LEVIN: Writing IS work, most definitely. It’s just that it’s the kind of work that, for me, if I don’t do it every day, I’m not so great to be around; I’m a lesser human being.

As for getting angry about writing and staring at blank screens and stomping—yes, of course. That’s a lot of it. It’s not entirely pleasant. It’s not even mostly pleasant. I delete probably 90-95% of what I write, and the deletion is usually the most pleasant part. But then sometimes it’s completely joyful; sometimes I sense that I figured something out for a second, that I got a little better at it, and I’m all bodiless and flow-state, and there’s little I like more than that feeling.

KROSS: So, going back a bit: you’re a shrink too? As in, you saw the therapy schooling all the way through and went into practice? Or is shrink some sort of Jewish slang? Because it sounds like most Jewish slang. Is slang the right word? Should I be saying vernacular? Or something else? Either way, are you really a shrink in the sense that I know it? Who are you shrinking? What’s your specialty? This life experience must be pure gold from a writer’s perspective. You don’t have to admit it. That would probably violate some code of ethics.

LEVIN: I’m not a shrink. I got a master’s in clinical social work at University of Chicago, though, where there’s a huge emphasis placed on fieldwork. So what that means is I worked at a Partial Hospitalization Program for 17 hours a week my first year of school, mostly leading group therapy for really impoverished folks with dual diagnoses (most often schizophrenia and alcohol/drug-addiction). And then my second year, I worked 25 hours a week at Jewish Family and Community Services doing individual-, couples-, and family-therapy with all sorts of folks in Chicago’s Rogers Park neighborhood. I was between the ages of twenty-two and twenty-four when I was doing that stuff, so, as you can probably imagine, I felt pretty young, especially with the couples-therapy, for which, just before I started, I grew a mustache, thinking it would old up my face, but I couldn’t hack it. The mustache, I mean. I woke up on a hot August night in week two of mustached life and freaked out, like, “There’s this THING on my lip!”… and shaved it off all bleary-eyed at three in morning.

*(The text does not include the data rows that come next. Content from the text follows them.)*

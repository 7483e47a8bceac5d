#![cfg_attr(feature = "fail-on-warnings", deny(warnings))]
#![warn(clippy::all, clippy::pedantic, clippy::nursery, clippy::cargo)]
#![allow(clippy::multiple_crate_versions, clippy::cargo_common_metadata)]

//! Record types shared by the FHRS/OSM reconciliation toolchain.
//!
//! Two independently maintained datasets describe the same food-serving
//! establishments: crowd-sourced map entities (OSM nodes, ways and
//! relations) and the official Food Hygiene Rating Scheme register. This
//! crate defines the typed records for both sides, the administrative
//! districts used to partition them, and the derived comparison results.

use serde::{Deserialize, Serialize};
use strum_macros::{AsRefStr, Display, EnumString};

/// A WGS84 coordinate pair.
#[derive(Debug, Clone, Copy, PartialEq, Serialize, Deserialize)]
pub struct Location {
    /// Longitude in decimal degrees.
    pub longitude: f64,
    /// Latitude in decimal degrees.
    pub latitude: f64,
}

impl Location {
    /// Creates a location from a longitude/latitude pair.
    #[must_use]
    pub const fn new(longitude: f64, latitude: f64) -> Self {
        Self {
            longitude,
            latitude,
        }
    }
}

/// An administrative district boundary.
///
/// The boundary is kept as a `GeoJSON` geometry string (`Polygon` or
/// `MultiPolygon`); the spatial crate parses it once when building its
/// index.
#[derive(Debug, Clone, PartialEq, Eq, Serialize, Deserialize)]
pub struct District {
    /// Boundary dataset identifier.
    pub id: i32,
    /// Display name as it appears in the boundary dataset.
    pub name: String,
    /// `GeoJSON` geometry of the boundary.
    pub boundary_geojson: String,
}

/// The OSM element type of a map entity.
#[derive(
    Debug,
    Clone,
    Copy,
    PartialEq,
    Eq,
    PartialOrd,
    Ord,
    Hash,
    Serialize,
    Deserialize,
    Display,
    EnumString,
    AsRefStr,
)]
#[serde(rename_all = "lowercase")]
#[strum(serialize_all = "lowercase")]
pub enum OsmKind {
    /// A single point.
    Node,
    /// An area or line built from an ordered node list.
    Way,
    /// A composite area built from member ways and nodes.
    Relation,
}

impl OsmKind {
    /// Single-letter prefix used by editor remote-control object lists
    /// (`n123`, `w45`, `r6`).
    #[must_use]
    pub const fn prefix(self) -> char {
        match self {
            Self::Node => 'n',
            Self::Way => 'w',
            Self::Relation => 'r',
        }
    }
}

/// A point or area from the crowd-sourced map dataset.
#[derive(Debug, Clone, PartialEq, Serialize, Deserialize)]
pub struct MapEntity {
    /// OSM element id (unique per [`OsmKind`]).
    pub id: i64,
    /// OSM element type.
    pub kind: OsmKind,
    /// Representative location (the computed centroid for areas).
    pub location: Location,
    /// Value of the `fhrs:id` tag, kept verbatim.
    pub fhrs_id: Option<String>,
    /// Value of the `name` tag.
    pub name: Option<String>,
    /// Value of the `addr:postcode` tag.
    pub postcode: Option<String>,
    /// Value of the `not:addr:postcode` tag: a postcode the mapper has
    /// confirmed is *not* the correct one for this entity.
    pub not_postcode: Option<String>,
    /// District containing [`Self::location`], once assigned.
    pub district_id: Option<i32>,
}

impl MapEntity {
    /// Returns the compact `n123`/`w45`/`r6` identifier.
    #[must_use]
    pub fn ident(&self) -> String {
        format!("{}{}", self.kind.prefix(), self.id)
    }
}

/// An establishment from the regulatory (FHRS) dataset.
#[derive(Debug, Clone, PartialEq, Serialize, Deserialize)]
pub struct Establishment {
    /// FHRS identifier.
    pub fhrs_id: i64,
    /// Registered business name.
    pub business_name: String,
    /// First address line.
    pub address_line_1: Option<String>,
    /// Second address line.
    pub address_line_2: Option<String>,
    /// Third address line.
    pub address_line_3: Option<String>,
    /// Fourth address line.
    pub address_line_4: Option<String>,
    /// Registered postcode.
    pub postcode: Option<String>,
    /// Geocoded location, absent for establishments without coordinates.
    pub location: Option<Location>,
    /// Code of the owning local authority.
    pub local_authority_code: Option<String>,
    /// District containing [`Self::location`], once assigned.
    pub district_id: Option<i32>,
}

impl Establishment {
    /// Returns the four address lines in order.
    #[must_use]
    pub fn address_lines(&self) -> [Option<&str>; 4] {
        [
            self.address_line_1.as_deref(),
            self.address_line_2.as_deref(),
            self.address_line_3.as_deref(),
            self.address_line_4.as_deref(),
        ]
    }
}

/// The six-way outcome of comparing a map entity with an establishment.
#[derive(
    Debug,
    Clone,
    Copy,
    PartialEq,
    Eq,
    PartialOrd,
    Ord,
    Hash,
    Serialize,
    Deserialize,
    Display,
    EnumString,
    AsRefStr,
)]
pub enum Status {
    /// Linked, and the postcodes agree (or the disagreement is overridden).
    #[serde(rename = "matched")]
    #[strum(serialize = "matched")]
    Matched,
    /// Linked, but the map postcode is missing or wrong.
    #[serde(rename = "matched_postcode_error")]
    #[strum(serialize = "matched_postcode_error")]
    MatchedPostcodeError,
    /// The map entity carries an `fhrs:id` that resolves to nothing.
    #[serde(rename = "mismatch")]
    #[strum(serialize = "mismatch")]
    Mismatch,
    /// Unlinked map entity that has a postcode.
    #[serde(rename = "OSM_with_postcode")]
    #[strum(serialize = "OSM_with_postcode")]
    OsmWithPostcode,
    /// Unlinked map entity without a postcode.
    #[serde(rename = "OSM_no_postcode")]
    #[strum(serialize = "OSM_no_postcode")]
    OsmNoPostcode,
    /// Establishment that no map entity links to.
    #[serde(rename = "FHRS")]
    #[strum(serialize = "FHRS")]
    Fhrs,
}

impl Status {
    /// All statuses in report order.
    pub const ALL: [Self; 6] = [
        Self::Matched,
        Self::MatchedPostcodeError,
        Self::Mismatch,
        Self::OsmWithPostcode,
        Self::OsmNoPostcode,
        Self::Fhrs,
    ];

    /// Whether a map entity is present for records of this status.
    #[must_use]
    pub const fn observed_in_osm(self) -> bool {
        !matches!(self, Self::Fhrs)
    }

    /// Whether an establishment is present for records of this status.
    #[must_use]
    pub const fn has_establishment(self) -> bool {
        matches!(
            self,
            Self::Matched | Self::MatchedPostcodeError | Self::Fhrs
        )
    }

    /// Whether this status represents a resolved cross-reference.
    #[must_use]
    pub const fn is_linked(self) -> bool {
        matches!(self, Self::Matched | Self::MatchedPostcodeError)
    }
}

/// Per-status record counts.
#[derive(Debug, Clone, Copy, Default, PartialEq, Eq, Serialize, Deserialize)]
pub struct StatusCounts {
    /// Records with [`Status::Matched`].
    pub matched: u64,
    /// Records with [`Status::MatchedPostcodeError`].
    pub matched_postcode_error: u64,
    /// Records with [`Status::Mismatch`].
    pub mismatch: u64,
    /// Records with [`Status::OsmWithPostcode`].
    pub osm_with_postcode: u64,
    /// Records with [`Status::OsmNoPostcode`].
    pub osm_no_postcode: u64,
    /// Records with [`Status::Fhrs`].
    pub fhrs: u64,
}

impl StatusCounts {
    /// Increments the counter for `status`.
    pub const fn add(&mut self, status: Status) {
        *self.slot(status) += 1;
    }

    /// Returns the counter for `status`.
    #[must_use]
    pub const fn get(&self, status: Status) -> u64 {
        match status {
            Status::Matched => self.matched,
            Status::MatchedPostcodeError => self.matched_postcode_error,
            Status::Mismatch => self.mismatch,
            Status::OsmWithPostcode => self.osm_with_postcode,
            Status::OsmNoPostcode => self.osm_no_postcode,
            Status::Fhrs => self.fhrs,
        }
    }

    /// Sum over all statuses.
    #[must_use]
    pub const fn total(&self) -> u64 {
        self.matched
            + self.matched_postcode_error
            + self.mismatch
            + self.osm_with_postcode
            + self.osm_no_postcode
            + self.fhrs
    }

    const fn slot(&mut self, status: Status) -> &mut u64 {
        match status {
            Status::Matched => &mut self.matched,
            Status::MatchedPostcodeError => &mut self.matched_postcode_error,
            Status::Mismatch => &mut self.mismatch,
            Status::OsmWithPostcode => &mut self.osm_with_postcode,
            Status::OsmNoPostcode => &mut self.osm_no_postcode,
            Status::Fhrs => &mut self.fhrs,
        }
    }
}

impl FromIterator<Status> for StatusCounts {
    fn from_iter<I: IntoIterator<Item = Status>>(iter: I) -> Self {
        let mut counts = Self::default();
        for status in iter {
            counts.add(status);
        }
        counts
    }
}

/// One row of the full outer join between map entities and establishments.
///
/// At least one side is always present.
#[derive(Debug, Clone, PartialEq, Serialize, Deserialize)]
pub struct ComparisonRecord {
    /// Classification of this pair.
    pub status: Status,
    /// The map side, if any.
    pub entity: Option<MapEntity>,
    /// The regulatory side, if any.
    pub establishment: Option<Establishment>,
}

impl ComparisonRecord {
    /// The district the record is reported under: the map entity's district
    /// when present, otherwise the establishment's.
    #[must_use]
    pub fn district_id(&self) -> Option<i32> {
        self.entity
            .as_ref()
            .and_then(|e| e.district_id)
            .or_else(|| self.establishment.as_ref().and_then(|e| e.district_id))
    }

    /// The map entity's location, if the map side is present.
    #[must_use]
    pub fn osm_location(&self) -> Option<Location> {
        self.entity.as_ref().map(|e| e.location)
    }

    /// The establishment's location, if present.
    #[must_use]
    pub fn fhrs_location(&self) -> Option<Location> {
        self.establishment.as_ref().and_then(|e| e.location)
    }

    /// The map location, falling back to the establishment location.
    #[must_use]
    pub fn preferred_location(&self) -> Option<Location> {
        self.osm_location().or_else(|| self.fhrs_location())
    }

    /// The map name, falling back to the business name.
    #[must_use]
    pub fn preferred_name(&self) -> Option<&str> {
        self.entity
            .as_ref()
            .and_then(|e| e.name.as_deref())
            .or_else(|| self.establishment.as_ref().map(|e| e.business_name.as_str()))
    }
}

/// A proposed cross-reference for an unlinked map entity.
#[derive(Debug, Clone, PartialEq, Serialize, Deserialize)]
pub struct SuggestedMatch {
    /// The unlinked map entity.
    pub entity: MapEntity,
    /// The candidate establishment.
    pub establishment: Establishment,
    /// Great-circle distance between the two locations in metres.
    pub distance_m: f64,
}

/// A linked pair whose two recorded locations are far apart.
#[derive(Debug, Clone, PartialEq, Serialize, Deserialize)]
pub struct DistantMatch {
    /// Status of the underlying comparison record.
    pub status: Status,
    /// The map side.
    pub entity: MapEntity,
    /// The regulatory side.
    pub establishment: Establishment,
    /// Great-circle distance between the two locations in metres.
    pub distance_m: f64,
}

/// A map entity sharing its `fhrs:id` with at least one other entity in the
/// same district.
#[derive(Debug, Clone, PartialEq, Serialize, Deserialize)]
pub struct DuplicateRecord {
    /// The entity.
    pub entity: MapEntity,
    /// Business name of the establishment the id resolves to, if any.
    pub fhrs_name: Option<String>,
}

/// An unmatched establishment with map entities sharing its postcode.
#[derive(Debug, Clone, PartialEq, Serialize, Deserialize)]
pub struct PostcodeCandidate {
    /// The unmatched establishment.
    pub establishment: Establishment,
    /// Unlinked map entities with the identical postcode.
    pub entities: Vec<MapEntity>,
}

/// A district that holds enough data to be worth reporting.
#[derive(Debug, Clone, PartialEq, Eq, Serialize, Deserialize)]
pub struct DistrictSummary {
    /// District id.
    pub id: i32,
    /// Cleaned display name.
    pub name: String,
    /// Number of establishments located in the district.
    pub establishments: u64,
}

/// Match statistics for a district (or the whole country).
#[derive(Debug, Clone, PartialEq, Serialize, Deserialize)]
pub struct DistrictStats {
    /// District id, `None` for the whole-country rollup.
    pub district_id: Option<i32>,
    /// Per-status counts.
    pub counts: StatusCounts,
    /// Records observed in the map dataset (every status except `FHRS`).
    pub total_osm: u64,
    /// Records with an establishment (`matched`, `matched_postcode_error`,
    /// `FHRS`).
    pub total_fhrs: u64,
    /// `matched + OSM_with_postcode`.
    pub osm_matched_or_postcode: u64,
    /// Percentage of establishments that are cleanly matched.
    pub matched_pct: f64,
    /// Percentage of map entities that are matched or carry a postcode.
    pub postcode_pct: f64,
}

It wasn’t actually the kind of writerly gold you would expect (or I would have expected), this therapy stuff. I think I got a lot out of listening to the ways in which my clients told stories—all the different styles and vocal weirdnesses, all the ways they’d attempt to manipulate themselves and their listeners—but their stories were pretty unstorylike for the most part. Also, though, I guess I learned to pay a lot closer attention to people and to draw them out, and I had this one supervisor who made me do process notes from memory, meaning that after a fifty-minute-long session, I had to sit down and type up everything that was said by the client and myself, which turned out to be a lot easier than you might suspect, once you’ve done it a few times. Then I got into radical behaviorism, which sounds evil, but is actually kinda beautiful, except it’s also a little ruinous—kind of thing where you (or, at least, I) start being unable to take seriously the majority of the words people use, including yourself. Like, I was living with a woman at the time—call her June—and June and I would get into these fights where June would raise her voice about something, and I’d think of it like, “Something is cueing June to raise her voice. How do I get her to lower her voice? She’s talking about the over-fullness of our ashtrays, and when I say I will empty them, her voice is still raised, but when I sit down and uncross my arms, her voice lowers, except now she’s saying something about painting/her mother/money” or whatever. It was weird. That’s a hard job, psychotherapy. I was okay at it, I think—I didn’t harm anyone, and I think I helped a few people—but after doing it all day, I wasn’t as good a friend or boyfriend as I should have been. I was flat.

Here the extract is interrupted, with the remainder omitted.